#### [What needs to be done]
Repeat the lines of the data exactly, from the first one through the one that contains "with the extractor.".

┄┄┄┄┄┄┄┄┄┄

//! SQLite backend implementation.

use std::fmt::Debug;
use std::path::Path;
use std::sync::Arc;
use std::time::Duration;

use r2d2::{Pool, PooledConnection};
use r2d2_sqlite::SqliteConnectionManager;
use serde::{Deserialize, Serialize};

use crate::error::{BackendError, StorageError, StorageResult};
use crate::search::{SearchParameterExtractor, SearchParameterRegistry};
use crate::versioning::FhirDialect;

use super::schema;

/// SQLite backend for resource storage and search.
pub struct SqliteBackend {
    pool: Pool<SqliteConnectionManager>,
    config: SqliteBackendConfig,
    is_memory: bool,
    /// Search parameter definitions, shared with the extractor.
    search_registry: Arc<SearchParameterRegistry>,
    /// Extractor for deriving searchable values from resources.
    search_extractor: Arc<SearchParameterExtractor>,
}

impl Debug for SqliteBackend {
    fn fmt(&self, f: &mut std::fmt::Formatter<'_>) -> std::fmt::Result {
        f.debug_struct("SqliteBackend")
            .field("config", &self.config)
            .field("is_memory", &self.is_memory)
            .field("search_registry_len", &self.search_registry.len())
            .finish_non_exhaustive()
    }
}

/// Configuration for the SQLite backend.
#[derive(Debug, Clone, Serialize, Deserialize)]
pub struct SqliteBackendConfig {
    /// Maximum number of connections in the pool. In-memory databases always
    /// use a single connection.
    #[serde(default = "default_max_connections")]
    pub max_connections: u32,

    /// Minimum number of idle connections.
    #[serde(default = "default_min_connections")]
    pub min_connections: u32,

    /// Connection timeout in milliseconds.
    #[serde(default = "default_connection_timeout_ms")]
    pub connection_timeout_ms: u64,

    /// SQLite busy timeout in milliseconds.
    #[serde(default = "default_busy_timeout_ms")]
    pub busy_timeout_ms: u32,

    /// Enable WAL mode for file databases.
    #[serde(default = "default_true")]
    pub enable_wal: bool,

    /// Enable foreign key constraints.
    #[serde(default = "default_true")]
    pub enable_foreign_keys: bool,

    /// Dialect documents are stored in.
    #[serde(default)]
    pub storage_dialect: FhirDialect,

    /// Bounds applied to search requests.
    #[serde(default)]
    pub search: SearchLimits,
}

fn default_max_connections() -> u32 {
    10
}

fn default_min_connections() -> u32 {
    1
}

fn default_connection_timeout_ms() -> u64 {
    30000
}

fn default_busy_timeout_ms() -> u32 {
    5000
}

fn default_true() -> bool {
    true
}

impl Default for SqliteBackendConfig {
    fn default() -> Self {
        Self {
            max_connections: default_max_connections(),
            min_connections: default_min_connections(),
            connection_timeout_ms: default_connection_timeout_ms(),
            busy_timeout_ms: default_busy_timeout_ms(),
            enable_wal: true,
            enable_foreign_keys: true,
            storage_dialect: FhirDialect::default(),
            search: SearchLimits::default(),
        }
    }
}

/// Bounds on page sizes and query expansion.
#[derive(Debug, Clone, Serialize, Deserialize)]
pub struct SearchLimits {
    /// Page size when `_count` is absent.
    #[serde(default = "default_page_size")]
    pub default_page_size: u32,

    /// Largest page size honoured.
    #[serde(default = "default_max_page_size")]
    pub max_page_size: u32,

    /// Number of include levels, counting the first.
    #[serde(default = "default_max_include_depth")]
    pub max_include_depth: usize,

    /// Cap on resources attached by `_include` / `_revinclude`.
    #[serde(default = "default_max_included_resources")]
    pub max_included_resources: usize,

    /// Cap on reference hops in a chain or `_has`.
    #[serde(default = "default_max_chain_depth")]
    pub max_chain_depth: usize,

    /// Counting stops here for `_total=estimate`.
    #[serde(default = "default_total_estimate_cap")]
    pub total_estimate_cap: u64,
}

fn default_page_size() -> u32 {
    20
}

fn default_max_page_size() -> u32 {
    1000
}

fn default_max_include_depth() -> usize {
    3
}

fn default_max_included_resources() -> usize {
    1000
}

fn default_max_chain_depth() -> usize {
    4
}

fn default_total_estimate_cap() -> u64 {
    10_000
}

impl Default for SearchLimits {
    fn default() -> Self {
        Self {
            default_page_size: default_page_size(),
            max_page_size: default_max_page_size(),
            max_include_depth: default_max_include_depth(),
            max_included_resources: default_max_included_resources(),
            max_chain_depth: default_max_chain_depth(),
            total_estimate_cap: default_total_estimate_cap(),
        }
    }
}

impl SearchLimits {
    /// Resolves the page size for a requested `_count`.
    ///
    /// `0` is kept (a total-only request); anything else is clamped to
    /// `[1, max_page_size]`.
    pub fn page_size(&self, requested: Option<u32>) -> u32 {
        match requested {
            None => self.default_page_size.clamp(1, self.max_page_size.max(1)),
            Some(0) => 0,
            Some(n) => n.clamp(1, self.max_page_size.max(1)),
        }
    }
}

impl SqliteBackend {
    /// Creates a new in-memory SQLite backend.
    pub fn in_memory() -> StorageResult<Self> {
        Self::with_config(":memory:", SqliteBackendConfig::default())
    }

    /// Opens or creates a file-based SQLite database.
    pub fn open<P: AsRef<Path>>(path: P) -> StorageResult<Self> {
        Self::with_config(path, SqliteBackendConfig::default())
    }

    /// Creates a backend with custom configuration and the standard
    /// parameter table.
    pub fn with_config<P: AsRef<Path>>(
        path: P,
        config: SqliteBackendConfig,
    ) -> StorageResult<Self> {
        Self::with_registry(path, config, Arc::new(SearchParameterRegistry::standard()))
    }

    /// Creates a backend with a custom parameter table.
    pub fn with_registry<P: AsRef<Path>>(
        path: P,
        config: SqliteBackendConfig,
        search_registry: Arc<SearchParameterRegistry>,
    ) -> StorageResult<Self> {
        let path_str = path.as_ref().to_string_lossy();
        let is_memory = path_str == ":memory:";

        let busy_timeout = Duration::from_millis(u64::from(config.busy_timeout_ms));
        let foreign_keys = config.enable_foreign_keys;
        let wal = config.enable_wal && !is_memory;

        let manager = if is_memory {
            SqliteConnectionManager::memory()
        } else {
            SqliteConnectionManager::file(path.as_ref())
        }
        .with_init(move |conn| {
            conn.busy_timeout(busy_timeout)?;
            if foreign_keys {
                conn.execute_batch("PRAGMA foreign_keys = ON;")?;
            }
            if wal {
                conn.execute_batch("PRAGMA journal_mode = WAL;")?;
            }
            Ok(())
        });

        // Every in-memory connection is its own database, so the pool holds
        // exactly one and never recycles it.
        let max_size = if is_memory { 1 } else { config.max_connections.max(1) };
        let mut builder = Pool::builder()
            .max_size(max_size)
            .min_idle(Some(config.min_connections.min(max_size)))
            .connection_timeout(Duration::from_millis(config.connection_timeout_ms));
        if is_memory {
            builder = builder.idle_timeout(None).max_lifetime(None);
        }

        let pool = builder.build(manager).map_err(|e| {
            StorageError::Backend(BackendError::Internal {
                backend_name: "sqlite".to_string(),
                message: format!("Failed to open database {}: {}", path_str, e),
                source: None,
            })
        })?;

        tracing::info!(
            path = %path_str,
            pool_size = max_size,
            storage_dialect = %config.storage_dialect,
            search_params = search_registry.len(),
            "Opened SQLite backend"
        );

        let search_extractor = Arc::new(SearchParameterExtractor::new(search_registry.clone()));

        Ok(Self {
            pool,
            config,
            is_memory,
            search_registry,
            search_extractor,
        })
    }

    /// Initialize the database schema.
    pub fn init_schema(&self) -> StorageResult<()> {
        let conn = self.get_connection()?;
        schema::initialize_schema(&conn)
    }

    /// Get a connection from the pool.
    pub(crate) fn get_connection(
        &self,
    ) -> StorageResult<PooledConnection<SqliteConnectionManager>> {
        Ok(self.pool.get()?)
    }

    /// Runs a trivial query to confirm the database is reachable.
    pub fn health_check(&self) -> StorageResult<()> {
        let conn = self.get_connection()?;
        conn.query_row("SELECT 1", [], |_| Ok(()))?;
        Ok(())
    }

    /// Returns whether this is an in-memory database.
    pub fn is_memory(&self) -> bool {
        self.is_memory
    }

    /// Returns the backend configuration.
    pub fn config(&self) -> &SqliteBackendConfig {
        &self.config
    }

    /// Returns the search bounds.
    pub fn search_limits(&self) -> &SearchLimits {
        &self.config.search
    }

    /// Returns a reference to the search parameter registry.
    pub fn search_registry(&self) -> &Arc<SearchParameterRegistry> {
        &self.search_registry
    }

    /// Returns a reference to the search parameter extractor.
    pub fn search_extractor(&self) -> &Arc<SearchParameterExtractor> {
        &self.search_extractor
    }
}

┄┄┄┄┄┄┄┄┄┄

#### [Reply]
//! SQLite backend implementation.

use std::fmt::Debug;
use std::path::Path;
use std::sync::Arc;
use std::time::Duration;

use r2d2::{Pool, PooledConnection};
use r2d2_sqlite::SqliteConnectionManager;
use serde::{Deserialize, Serialize};

use crate::error::{BackendError, StorageError, StorageResult};
use crate::search::{SearchParameterExtractor, SearchParameterRegistry};
use crate::versioning::FhirDialect;

use super::schema;

/// SQLite backend for resource storage and search.
pub struct SqliteBackend {
    pool: Pool<SqliteConnectionManager>,
    config: SqliteBackendConfig,
    is_memory: bool,
    /// Search parameter definitions, shared with the extractor.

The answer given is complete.